- Problem details
Give back all the entries below. Omit none of them.

Collected data:
*** Begin section ***

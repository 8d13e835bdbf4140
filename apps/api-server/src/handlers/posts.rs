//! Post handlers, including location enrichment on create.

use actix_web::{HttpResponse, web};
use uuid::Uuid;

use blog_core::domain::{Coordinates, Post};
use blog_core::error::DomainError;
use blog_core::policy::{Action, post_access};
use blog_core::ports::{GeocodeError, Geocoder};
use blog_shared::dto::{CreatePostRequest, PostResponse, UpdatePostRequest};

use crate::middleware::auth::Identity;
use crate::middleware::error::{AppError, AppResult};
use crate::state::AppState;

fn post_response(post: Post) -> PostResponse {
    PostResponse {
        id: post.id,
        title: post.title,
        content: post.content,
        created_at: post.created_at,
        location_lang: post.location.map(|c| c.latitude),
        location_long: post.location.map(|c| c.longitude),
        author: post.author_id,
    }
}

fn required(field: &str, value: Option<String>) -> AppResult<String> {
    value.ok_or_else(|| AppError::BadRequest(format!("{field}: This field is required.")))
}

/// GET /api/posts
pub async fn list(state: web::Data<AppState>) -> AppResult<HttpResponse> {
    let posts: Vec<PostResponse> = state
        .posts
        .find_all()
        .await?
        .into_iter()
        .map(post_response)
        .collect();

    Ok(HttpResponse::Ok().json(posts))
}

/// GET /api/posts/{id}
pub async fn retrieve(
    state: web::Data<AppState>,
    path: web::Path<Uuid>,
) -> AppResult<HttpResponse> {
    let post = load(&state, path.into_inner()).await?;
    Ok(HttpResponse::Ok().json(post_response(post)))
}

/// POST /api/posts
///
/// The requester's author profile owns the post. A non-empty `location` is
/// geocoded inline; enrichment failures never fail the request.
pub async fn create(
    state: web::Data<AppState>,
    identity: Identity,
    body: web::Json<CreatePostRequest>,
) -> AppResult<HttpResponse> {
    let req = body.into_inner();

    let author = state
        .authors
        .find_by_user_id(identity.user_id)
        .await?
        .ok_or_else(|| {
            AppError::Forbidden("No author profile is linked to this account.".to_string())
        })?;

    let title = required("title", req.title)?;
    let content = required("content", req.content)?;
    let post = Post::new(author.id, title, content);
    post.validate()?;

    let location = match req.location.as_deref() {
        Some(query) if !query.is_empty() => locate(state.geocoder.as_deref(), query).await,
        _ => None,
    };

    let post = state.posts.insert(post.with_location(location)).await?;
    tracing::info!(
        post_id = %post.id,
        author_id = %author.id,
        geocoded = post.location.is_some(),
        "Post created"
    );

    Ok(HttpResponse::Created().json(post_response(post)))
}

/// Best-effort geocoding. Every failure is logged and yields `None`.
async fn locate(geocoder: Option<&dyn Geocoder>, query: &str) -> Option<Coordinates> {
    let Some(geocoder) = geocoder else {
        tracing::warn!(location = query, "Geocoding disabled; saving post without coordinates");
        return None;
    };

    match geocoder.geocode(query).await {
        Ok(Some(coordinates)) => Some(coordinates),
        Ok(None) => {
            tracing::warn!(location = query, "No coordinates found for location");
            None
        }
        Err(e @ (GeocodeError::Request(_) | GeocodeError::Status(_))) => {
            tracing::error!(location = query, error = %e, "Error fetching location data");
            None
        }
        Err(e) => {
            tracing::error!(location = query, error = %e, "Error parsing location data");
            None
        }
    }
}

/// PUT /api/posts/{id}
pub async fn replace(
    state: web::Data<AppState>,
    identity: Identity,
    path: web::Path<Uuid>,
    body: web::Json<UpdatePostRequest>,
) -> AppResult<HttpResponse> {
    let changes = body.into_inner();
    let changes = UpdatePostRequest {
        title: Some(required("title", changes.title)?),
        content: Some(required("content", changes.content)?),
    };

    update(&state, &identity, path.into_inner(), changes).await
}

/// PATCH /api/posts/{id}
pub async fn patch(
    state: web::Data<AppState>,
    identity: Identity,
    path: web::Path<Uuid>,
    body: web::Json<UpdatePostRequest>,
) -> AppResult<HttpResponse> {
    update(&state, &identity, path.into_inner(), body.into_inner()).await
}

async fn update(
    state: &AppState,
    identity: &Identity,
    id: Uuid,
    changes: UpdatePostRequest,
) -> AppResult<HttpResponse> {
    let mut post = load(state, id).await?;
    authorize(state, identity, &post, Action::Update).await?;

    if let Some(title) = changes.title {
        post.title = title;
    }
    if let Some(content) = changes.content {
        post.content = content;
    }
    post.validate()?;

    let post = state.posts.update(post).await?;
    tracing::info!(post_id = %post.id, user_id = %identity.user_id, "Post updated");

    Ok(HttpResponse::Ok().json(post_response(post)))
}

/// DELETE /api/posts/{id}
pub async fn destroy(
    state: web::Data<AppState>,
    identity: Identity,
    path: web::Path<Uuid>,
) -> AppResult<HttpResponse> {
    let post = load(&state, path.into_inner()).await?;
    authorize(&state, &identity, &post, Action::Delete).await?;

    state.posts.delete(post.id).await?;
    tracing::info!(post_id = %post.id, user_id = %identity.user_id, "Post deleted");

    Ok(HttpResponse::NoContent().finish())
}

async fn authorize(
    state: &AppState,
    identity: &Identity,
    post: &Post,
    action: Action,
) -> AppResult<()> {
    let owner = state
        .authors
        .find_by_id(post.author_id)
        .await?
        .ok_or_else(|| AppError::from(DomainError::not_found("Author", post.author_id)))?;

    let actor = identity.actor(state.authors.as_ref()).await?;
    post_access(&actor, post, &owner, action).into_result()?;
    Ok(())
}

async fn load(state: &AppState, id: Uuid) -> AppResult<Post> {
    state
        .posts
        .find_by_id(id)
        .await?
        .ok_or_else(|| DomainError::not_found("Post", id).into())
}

*** End section ***

- Response to this exercise
repository 8d13e835bdbf4140
filename apps/api-server/src/handlers/posts.rs
//! Post handlers, including location enrichment on create.

use actix_web::{HttpResponse, web};
use uuid::Uuid;

use blog_core::domain::{Coordinates, Post};
use blog_core::error::DomainError;
use blog_core::policy::{Action, post_access};
use blog_core::ports::{GeocodeError, Geocoder};
use blog_shared::dto::{CreatePostRequest, PostResponse, UpdatePostRequest};

use crate::middleware::auth::Identity;
use crate::middleware::error::{AppError, AppResult};
use crate::state::AppState;

fn post_response(post: Post) -> PostResponse {
    PostResponse {
        id: post.id,
        title: post.title,
        content: post.content,
        created_at: post.created_at,
        location_lang: post.location.map(|c| c.latitude),
        location_long: post.location.map(|c| c.longitude),
        author: post.author_id,
    }
}

fn required(field: &str, value: Option<String>) -> AppResult<String> {
    value.ok_or_else(|| AppError::BadRequest(format!("{field}: This field is required.")))
}

/// GET /api/posts
pub async fn list(state: web::Data<AppState>) -> AppResult<HttpResponse> {
    let posts: Vec<PostResponse> = state
        .posts
        .find_all()
        .await?
        .into_iter()
        .map(post_response)
        .collect();

    Ok(HttpResponse::Ok().json(posts))
}

/// GET /api/posts/{id}
pub async fn retrieve(
    state: web::Data<AppState>,
    path: web::Path<Uuid>,
) -> AppResult<HttpResponse> {
    let post = load(&state, path.into_inner()).await?;
    Ok(HttpResponse::Ok().json(post_response(post)))
}

/// POST /api/posts
///
/// The requester's author profile owns the post. A non-empty `location` is
/// geocoded inline; enrichment failures never fail the request.
pub async fn create(
    state: web::Data<AppState>,
    identity: Identity,
    body: web::Json<CreatePostRequest>,
) -> AppResult<HttpResponse> {
    let req = body.into_inner();

    let author = state
        .authors
        .find_by_user_id(identity.user_id)
        .await?
        .ok_or_else(|| {
            AppError::Forbidden("No author profile is linked to this account.".to_string())
        })?;

    let title = required("title", req.title)?;
    let content = required("content", req.content)?;
    let post = Post::new(author.id, title, content);
    post.validate()?;

    let location = match req.location.as_deref() {
        Some(query) if !query.is_empty() => locate(state.geocoder.as_deref(), query).await,
        _ => None,
    };

    let post = state.posts.insert(post.with_location(location)).await?;
    tracing::info!(
        post_id = %post.id,
        author_id = %author.id,
        geocoded = post.location.is_some(),
        "Post created"
    );

    Ok(HttpResponse::Created().json(post_response(post)))
}

/// Best-effort geocoding. Every failure is logged and yields `None`.
async fn locate(geocoder: Option<&dyn Geocoder>, query: &str) -> Option<Coordinates> {
    let Some(geocoder) = geocoder else {
        tracing::warn!(location = query, "Geocoding disabled; saving post without coordinates");
        return None;
    };

    match geocoder.geocode(query).await {
        Ok(Some(coordinates)) => Some(coordinates),
        Ok(None) => {
            tracing::warn!(location = query, "No coordinates found for location");
            None
        }
        Err(e @ (GeocodeError::Request(_) | GeocodeError::Status(_))) => {
            tracing::error!(location = query, error = %e, "Error fetching location data");
            None
        }
        Err(e) => {
            tracing::error!(location = query, error = %e, "Error parsing location data");
            None
        }
    }
}

/// PUT /api/posts/{id}
pub async fn replace(
    state: web::Data<AppState>,
    identity: Identity,
    path: web::Path<Uuid>,
    body: web::Json<UpdatePostRequest>,
) -> AppResult<HttpResponse> {
    let changes = body.into_inner();
    let changes = UpdatePostRequest {
        title: Some(required("title", changes.title)?),
        content: Some(required("content", changes.content)?),
    };

    update(&state, &identity, path.into_inner(), changes).await
}

/// PATCH /api/posts/{id}
pub async fn patch(
    state: web::Data<AppState>,
    identity: Identity,
    path: web::Path<Uuid>,
    body: web::Json<UpdatePostRequest>,
) -> AppResult<HttpResponse> {
    update(&state, &identity, path.into_inner(), body.into_inner()).await
}

async fn update(
    state: &AppState,
    identity: &Identity,
    id: Uuid,
    changes: UpdatePostRequest,
) -> AppResult<HttpResponse> {
    let mut post = load(state, id).await?;
    authorize(state, identity, &post, Action::Update).await?;

    if let Some(title) = changes.title {
        post.title = title;
    }
    if let Some(content) = changes.content {
        post.content = content;
    }
    post.validate()?;

    let post = state.posts.update(post).await?;
    tracing::info!(post_id = %post.id, user_id = %identity.user_id, "Post updated");

    Ok(HttpResponse::Ok().json(post_response(post)))
}

/// DELETE /api/posts/{id}
pub async fn destroy(
    state: web::Data<AppState>,
    identity: Identity,
    path: web::Path<Uuid>,
) -> AppResult<HttpResponse> {
    let post = load(&state, path.into_inner()).await?;
    authorize(&state, &identity, &post, Action::Delete).await?;

    state.posts.delete(post.id).await?;
    tracing::info!(post_id = %post.id, user_id = %identity.user_id, "Post deleted");

    Ok(HttpResponse::NoContent().finish())
}

async fn authorize(
    state: &AppState,
    identity: &Identity,
    post: &Post,
    action: Action,
) -> AppResult<()> {
    let owner = state
        .authors
        .find_by_id(post.author_id)
        .await?
        .ok_or_else(|| AppError::from(DomainError::not_found("Author", post.author_id)))?;

    let actor = identity.actor(state.authors.as_ref()).await?;
    post_access(&actor, post, &owner, action).into_result()?;
    Ok(())
}

async fn load(state: &AppState, id: Uuid) -> AppResult<Post> {
    state
        .posts
        .find_by_id(id)
        .await?
        .ok_or_else(|| DomainError::not_found("Post", id).into())
}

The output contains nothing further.